Saved entries:

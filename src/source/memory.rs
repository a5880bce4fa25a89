use std::future::{self, Future};
use std::sync::Arc;

use anyhow::{bail, Result};
use xxhash_rust::xxh3::xxh3_64_with_seed;

use super::{Cursor, ItemSource, Page};
use crate::models::Item;

/// Serves a fixed list of items in pages of `page_size`.
#[derive(Debug, Clone)]
pub struct VecItemSource {
    items: Arc<Vec<Item>>,
    page_size: usize,
}

impl VecItemSource {
    pub fn new(items: Vec<Item>, page_size: usize) -> Self {
        Self {
            items: Arc::new(items),
            page_size: page_size.max(1),
        }
    }

    pub fn len(&self) -> usize {
        self.items.len()
    }

    pub fn is_empty(&self) -> bool {
        self.items.is_empty()
    }

    fn page_at(&self, cursor: Cursor) -> Result<Page> {
        let len = self.items.len();
        let start = cursor.offset() as usize;
        if start > len {
            bail!("cursor {start} is past the end of {len} items");
        }
        let end = (start + self.page_size).min(len);
        Ok(Page {
            items: self.items[start..end].to_vec(),
            next: (end < len).then(|| Cursor::new(end as u64)),
        })
    }
}

impl ItemSource for VecItemSource {
    fn next_page(&self, cursor: Cursor) -> impl Future<Output = Result<Page>> + Send {
        future::ready(self.page_at(cursor))
    }
}

/// Builds `count` items with pseudo-random aspect ratios between 0.4 and 2.4.
///
/// The same seed always yields the same collection.
pub fn synthetic_items(count: usize, seed: u64) -> Vec<Item> {
    (0..count as u64)
        .map(|index| {
            let rank = xxh3_64_with_seed(&index.to_le_bytes(), seed);
            let ratio = 0.4 + (rank % 2001) as f64 / 1000.0;
            let height = 1000.0;
            Item::new(format!("{rank:016x}"), (ratio * height).round(), height)
                .with_name(format!("synthetic-{index:06}"))
        })
        .collect()
}
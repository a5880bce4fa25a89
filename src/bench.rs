//! Scroll simulation measuring how long each frame spends in the grid.

use std::time::Instant;

use anyhow::{bail, Result};
use mediagrid::{GridStatus, ItemSource, MediaGrid, RenderRow, RenderSink};

#[derive(Debug, Default)]
struct CountingSink {
    rows_shown: usize,
    rows_released: usize,
    tiles_shown: usize,
    selected_tiles: usize,
    labelled_tiles: usize,
}

impl RenderSink for CountingSink {
    fn show_row(&mut self, row: &RenderRow) {
        self.rows_shown += 1;
        self.tiles_shown += row.images.len();
        self.selected_tiles += row.images.iter().filter(|tile| tile.is_selected).count();
        self.labelled_tiles += row.images.iter().filter(|tile| tile.label.is_some()).count();
    }

    fn release_row(&mut self, _index: usize) {
        self.rows_released += 1;
    }
}

#[derive(Debug)]
pub struct ScrollReport {
    pub items: usize,
    pub rows: usize,
    pub total_height: f64,
    pub frames: usize,
    pub frame_p50_ms: f64,
    pub frame_p95_ms: f64,
    pub frame_avg_ms: f64,
    pub frames_over_16ms: usize,
    pub frames_over_33ms: usize,
    pub rows_shown: usize,
    pub rows_released: usize,
    pub tiles_shown: usize,
    pub selected_tiles: usize,
    pub labelled_tiles: usize,
    pub selected: usize,
    pub status: GridStatus,
}

impl ScrollReport {
    pub fn print(&self) {
        println!(
            "layout items={} rows={} height={:.0}",
            self.items, self.rows, self.total_height
        );
        println!(
            "frames count={} p50_ms={:.3} p95_ms={:.3} avg_ms={:.3} over16={} over33={}",
            self.frames,
            self.frame_p50_ms,
            self.frame_p95_ms,
            self.frame_avg_ms,
            self.frames_over_16ms,
            self.frames_over_33ms
        );
        println!(
            "render rows_shown={} rows_released={} tiles={} selected_tiles={} labelled_tiles={}",
            self.rows_shown,
            self.rows_released,
            self.tiles_shown,
            self.selected_tiles,
            self.labelled_tiles
        );
        println!("selection count={}", self.selected);
        match &self.status {
            GridStatus::Partial { error } => println!("status=partial error={error}"),
            status => println!("status={status:?}"),
        }
    }
}

/// Scrolls from the top to the end of the collection in `step` pixel
/// increments, timing the scroll, pump and render work of every frame.
///
/// Waiting for pages is excluded from the frame time.
pub async fn simulate_scroll<S: ItemSource>(
    grid: &mut MediaGrid<S>,
    step: f64,
) -> Result<ScrollReport> {
    if !step.is_finite() || step <= 0.0 {
        bail!("Scroll step must be positive, got {step}");
    }

    let mut sink = CountingSink::default();
    let mut frame_times_ms = Vec::new();
    let mut offset = 0.0;

    loop {
        let frame_start = Instant::now();
        grid.scroll_to(offset)?;
        grid.pump();
        grid.render(&mut sink);
        frame_times_ms.push(frame_start.elapsed().as_secs_f64() * 1000.0);

        grid.settle().await;

        let max_offset = (grid.total_height() - grid.window().viewport_height()).max(0.0);
        let settled = matches!(
            grid.status(),
            GridStatus::Complete | GridStatus::Partial { .. }
        );
        if offset >= max_offset && settled {
            break;
        }
        offset = (offset + step).min(max_offset);
    }

    Ok(ScrollReport {
        items: grid.item_count(),
        rows: grid.row_count(),
        total_height: grid.total_height(),
        frames: frame_times_ms.len(),
        frame_p50_ms: percentile_ms(&frame_times_ms, 0.50),
        frame_p95_ms: percentile_ms(&frame_times_ms, 0.95),
        frame_avg_ms: average(&frame_times_ms),
        frames_over_16ms: frame_times_ms.iter().filter(|t| **t > 16.67).count(),
        frames_over_33ms: frame_times_ms.iter().filter(|t| **t > 33.33).count(),
        rows_shown: sink.rows_shown,
        rows_released: sink.rows_released,
        tiles_shown: sink.tiles_shown,
        selected_tiles: sink.selected_tiles,
        labelled_tiles: sink.labelled_tiles,
        selected: grid.selected_hashes().len(),
        status: grid.status(),
    })
}

fn average(values: &[f64]) -> f64 {
    if values.is_empty() {
        0.0
    } else {
        values.iter().sum::<f64>() / values.len() as f64
    }
}

fn percentile_ms(values: &[f64], p: f64) -> f64 {
    if values.is_empty() {
        return 0.0;
    }
    let mut sorted = values.to_vec();
    sorted.sort_by(|a, b| a.total_cmp(b));
    let clamped = p.clamp(0.0, 1.0);
    let idx = ((sorted.len() - 1) as f64 * clamped).round() as usize;
    sorted[idx]
}
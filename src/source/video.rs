//! Video frame size from container headers.
//!
//! Only the first bytes of the file are inspected. This is not a demuxer:
//! it finds the track header fields that carry the frame size for the common
//! containers and falls back to 16:9 when they can't be found, so a video
//! always gets a tile.

use std::fs::File;
use std::io::Read;
use std::path::Path;

use anyhow::{Context, Result};
use tracing::{debug, trace};

/// Size assumed for videos whose headers could not be parsed.
pub const FALLBACK_DIMENSIONS: (u32, u32) = (1920, 1080);

const HEADER_BYTES: u64 = 128 * 1024;

/// Frame size of the video at `path`, or [`FALLBACK_DIMENSIONS`].
pub fn video_dimensions(path: &Path) -> Result<(u32, u32)> {
    let mut header = Vec::new();
    File::open(path)
        .with_context(|| format!("Failed to open video {}", path.display()))?
        .take(HEADER_BYTES)
        .read_to_end(&mut header)
        .with_context(|| format!("Failed to read video {}", path.display()))?;

    let ext = path
        .extension()
        .and_then(|e| e.to_str())
        .unwrap_or("")
        .to_lowercase();

    let parsed = match ext.as_str() {
        "webm" | "mkv" => parse_matroska_dimensions(&header),
        "mp4" | "mov" => parse_mp4_dimensions(&header),
        "avi" => parse_avi_dimensions(&header),
        _ => None,
    };

    match parsed {
        Some((width, height)) => {
            trace!(path = %path.display(), width, height, "Parsed video dimensions");
            Ok((width, height))
        }
        None => {
            debug!(path = %path.display(), "Could not parse video dimensions, using fallback");
            Ok(FALLBACK_DIMENSIONS)
        }
    }
}

fn plausible(width: u32, height: u32) -> Option<(u32, u32)> {
    (width > 0 && height > 0 && width < 65536 && height < 65536).then_some((width, height))
}

fn be_u16(data: &[u8], at: usize) -> Option<u32> {
    let bytes = data.get(at..at + 2)?;
    Some(u32::from(u16::from_be_bytes([bytes[0], bytes[1]])))
}

fn be_u32(data: &[u8], at: usize) -> Option<u32> {
    let bytes = data.get(at..at + 4)?;
    Some(u32::from_be_bytes([bytes[0], bytes[1], bytes[2], bytes[3]]))
}

fn le_i32(data: &[u8], at: usize) -> Option<i32> {
    let bytes = data.get(at..at + 4)?;
    Some(i32::from_le_bytes([bytes[0], bytes[1], bytes[2], bytes[3]]))
}

/// MP4/MOV: the `tkhd` box of a video track, then the visual sample entry.
///
/// `tkhd` stores width and height as 16.16 fixed point, 80 bytes after the
/// box type for version 0 and 92 for version 1. Audio tracks carry zeros
/// there and are skipped.
fn parse_mp4_dimensions(data: &[u8]) -> Option<(u32, u32)> {
    for i in 0..data.len().saturating_sub(4) {
        if &data[i..i + 4] != b"tkhd" {
            continue;
        }
        let offset = match data.get(i + 4) {
            Some(0) => i + 80,
            Some(_) => i + 92,
            None => continue,
        };
        let (Some(width), Some(height)) = (be_u32(data, offset), be_u32(data, offset + 4)) else {
            continue;
        };
        if let Some(dimensions) = plausible(width >> 16, height >> 16) {
            return Some(dimensions);
        }
    }

    for i in 0..data.len().saturating_sub(4) {
        let tag = &data[i..i + 4];
        if tag != b"avc1" && tag != b"hvc1" && tag != b"mp4v" && tag != b"vp09" && tag != b"av01" {
            continue;
        }
        let (Some(width), Some(height)) = (be_u16(data, i + 28), be_u16(data, i + 30)) else {
            continue;
        };
        if let Some(dimensions) = plausible(width, height) {
            return Some(dimensions);
        }
    }
    None
}

/// Matroska/WebM: `PixelWidth` (0xB0) and `PixelHeight` (0xBA) inside the
/// first `Video` element (0xE0).
fn parse_matroska_dimensions(data: &[u8]) -> Option<(u32, u32)> {
    let video = data.iter().position(|&byte| byte == 0xE0)?;
    let mut width = None;
    let mut height = None;

    let mut i = video + 1;
    while i < data.len() && (width.is_none() || height.is_none()) {
        match data[i] {
            0xB0 if width.is_none() => width = read_ebml_uint(data, i + 1),
            0xBA if height.is_none() => height = read_ebml_uint(data, i + 1),
            _ => {}
        }
        i += 1;
    }

    let width = u32::try_from(width?).ok()?;
    let height = u32::try_from(height?).ok()?;
    plausible(width, height)
}

/// Reads an EBML unsigned integer element body starting at its size field.
fn read_ebml_uint(data: &[u8], at: usize) -> Option<u64> {
    let (size, size_len) = read_vint(data.get(at..)?)?;
    if size == 0 || size > 4 {
        return None;
    }
    let start = at + size_len;
    let bytes = data.get(start..start + size as usize)?;
    Some(bytes.iter().fold(0u64, |value, &byte| (value << 8) | u64::from(byte)))
}

/// EBML variable-length integer: the count of leading zeros in the first
/// byte gives the length, the marker bit is masked off.
fn read_vint(data: &[u8]) -> Option<(u64, usize)> {
    let first = *data.first()?;
    if first == 0 {
        return None;
    }
    let len = first.leading_zeros() as usize + 1;
    let rest = data.get(1..len)?;
    let mask = if len == 8 { 0 } else { 0xFFu8 >> len };
    let value = rest
        .iter()
        .fold(u64::from(first & mask), |value, &byte| (value << 8) | u64::from(byte));
    Some((value, len))
}

/// AVI: the BITMAPINFOHEADER inside the video stream's `strf` chunk.
fn parse_avi_dimensions(data: &[u8]) -> Option<(u32, u32)> {
    for i in 0..data.len().saturating_sub(4) {
        if &data[i..i + 4] != b"strf" {
            continue;
        }
        let header = i + 8;
        let (Some(width), Some(height)) = (le_i32(data, header + 4), le_i32(data, header + 8)) else {
            continue;
        };
        // Negative height marks a top-down bitmap.
        if let Some(dimensions) = plausible(width.unsigned_abs(), height.unsigned_abs()) {
            return Some(dimensions);
        }
    }
    None
}
//! Core data structures for the append pipeline.
//!
//! Defines parsed rows, validation partitions and the outcome reported
//! back to callers after an append.

use crate::constants::NO_DATA_MESSAGE;

/// One parsed line of a payload
#[derive(Debug, Clone, PartialEq, Eq)]
pub struct Row {
    /// 1-based line number within the payload
    pub line: usize,
    pub fields: Vec<String>,
}

impl Row {
    pub fn new(line: usize, fields: Vec<String>) -> Self {
        Self { line, fields }
    }

    /// Number of fields in the row
    pub fn width(&self) -> usize {
        self.fields.len()
    }
}

/// A row dropped by schema validation
#[derive(Debug, Clone, PartialEq, Eq)]
pub struct RejectedRow {
    pub row: Row,
    pub expected: usize,
}

/// Result of partitioning rows by width
#[derive(Debug, Clone, Default)]
pub struct ValidationReport {
    /// Rows with the required width, in payload order
    pub accepted: Vec<Row>,
    /// Rows with any other width, in payload order
    pub rejected: Vec<RejectedRow>,
}

impl ValidationReport {
    pub fn total_rows(&self) -> usize {
        self.accepted.len() + self.rejected.len()
    }
}

/// Rows committed to the store by one append
#[derive(Debug, Clone, PartialEq, Eq)]
pub struct AppendSummary {
    pub sheet: String,
    pub rows_written: usize,
    /// 1-based store row of the first written row
    pub first_row: usize,
    /// 1-based store row of the last written row
    pub last_row: usize,
    pub rows_rejected: usize,
}

/// Non-failing result of the pipeline
#[derive(Debug, Clone, PartialEq, Eq)]
pub enum AppendOutcome {
    /// Payload held no non-blank lines; the store was not touched
    NoData,
    Appended(AppendSummary),
}

impl AppendOutcome {
    pub fn rows_written(&self) -> usize {
        match self {
            AppendOutcome::NoData => 0,
            AppendOutcome::Appended(summary) => summary.rows_written,
        }
    }

    /// Human-readable summary used in responses and CLI output
    pub fn message(&self) -> String {
        match self {
            AppendOutcome::NoData => NO_DATA_MESSAGE.to_string(),
            AppendOutcome::Appended(summary) => {
                format!("Successfully appended {} rows", summary.rows_written)
            }
        }
    }
}

/// Result of header initialization
#[derive(Debug, Clone, Copy, PartialEq, Eq)]
pub enum HeaderStatus {
    /// Header row was written
    Written,
    /// Row 1 already holds other data and was left alone
    HeadersPresent,
}

impl HeaderStatus {
    pub fn message(&self) -> &'static str {
        match self {
            HeaderStatus::Written => "Headers set successfully",
            HeaderStatus::HeadersPresent => "Headers may already exist",
        }
    }
}

#[cfg(test)]
mod tests {
    use super::*;

    #[test]
    fn test_outcome_messages() {
        assert_eq!(AppendOutcome::NoData.message(), "No data to append");
        assert_eq!(AppendOutcome::NoData.rows_written(), 0);

        let outcome = AppendOutcome::Appended(AppendSummary {
            sheet: "Sheet1".to_string(),
            rows_written: 3,
            first_row: 2,
            last_row: 4,
            rows_rejected: 1,
        });
        assert_eq!(outcome.message(), "Successfully appended 3 rows");
        assert_eq!(outcome.rows_written(), 3);
    }

    #[test]
    fn test_validation_report_counts() {
        let report = ValidationReport {
            accepted: vec![],
            rejected: vec![RejectedRow {
                row: Row::new(1, vec!["a".to_string()]),
                expected: 9,
            }],
        };
        assert_eq!(report.total_rows(), 1);
        assert_eq!(ValidationReport::default().total_rows(), 0);
    }
}
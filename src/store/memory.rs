//! In-memory sheet store

use super::{TabularStore, last_occupied, place_block, slice_rows};
use crate::error::{AppendError, Result};
use std::collections::BTreeMap;
use std::sync::RwLock;

/// Sheets held in memory, each a grid of fixed width
#[derive(Debug)]
pub struct MemoryStore {
    width: usize,
    sheets: RwLock<BTreeMap<String, Vec<Vec<String>>>>,
}

impl MemoryStore {
    pub fn new(width: usize) -> Self {
        Self {
            width,
            sheets: RwLock::new(BTreeMap::new()),
        }
    }

    /// Store with one empty sheet already created
    pub fn with_sheet(width: usize, sheet: &str) -> Self {
        let store = Self::new(width);
        if let Ok(mut sheets) = store.sheets.write() {
            sheets.insert(sheet.to_string(), Vec::new());
        }
        store
    }

    fn poisoned() -> AppendError {
        AppendError::storage_write("Sheet store lock poisoned")
    }
}

impl TabularStore for MemoryStore {
    fn has_sheet(&self, sheet: &str) -> Result<bool> {
        let sheets = self.sheets.read().map_err(|_| Self::poisoned())?;
        Ok(sheets.contains_key(sheet))
    }

    fn create_sheet(&self, sheet: &str) -> Result<()> {
        let mut sheets = self.sheets.write().map_err(|_| Self::poisoned())?;
        sheets.entry(sheet.to_string()).or_default();
        Ok(())
    }

    fn sheet_names(&self) -> Result<Vec<String>> {
        let sheets = self.sheets.read().map_err(|_| Self::poisoned())?;
        Ok(sheets.keys().cloned().collect())
    }

    fn last_row(&self, sheet: &str) -> Result<usize> {
        let sheets = self.sheets.read().map_err(|_| Self::poisoned())?;
        let grid = sheets
            .get(sheet)
            .ok_or_else(|| AppendError::destination_not_found(sheet))?;
        Ok(last_occupied(grid))
    }

    fn write_block(&self, sheet: &str, start_row: usize, values: &[Vec<String>]) -> Result<()> {
        let mut sheets = self.sheets.write().map_err(|_| Self::poisoned())?;
        let grid = sheets
            .get_mut(sheet)
            .ok_or_else(|| AppendError::destination_not_found(sheet))?;

        // Stage on a copy so a rejected block leaves the sheet unchanged
        let mut staged = grid.clone();
        place_block(&mut staged, start_row, values, self.width)?;
        *grid = staged;
        Ok(())
    }

    fn read_rows(&self, sheet: &str, start_row: usize, count: usize) -> Result<Vec<Vec<String>>> {
        let sheets = self.sheets.read().map_err(|_| Self::poisoned())?;
        let grid = sheets
            .get(sheet)
            .ok_or_else(|| AppendError::destination_not_found(sheet))?;
        Ok(slice_rows(grid, start_row, count))
    }
}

WHAT THIS TASK INVOLVES:
Report how many lines in the data include the string "NoData", giving nothing but that number.

EXERCISE ANSWER:
5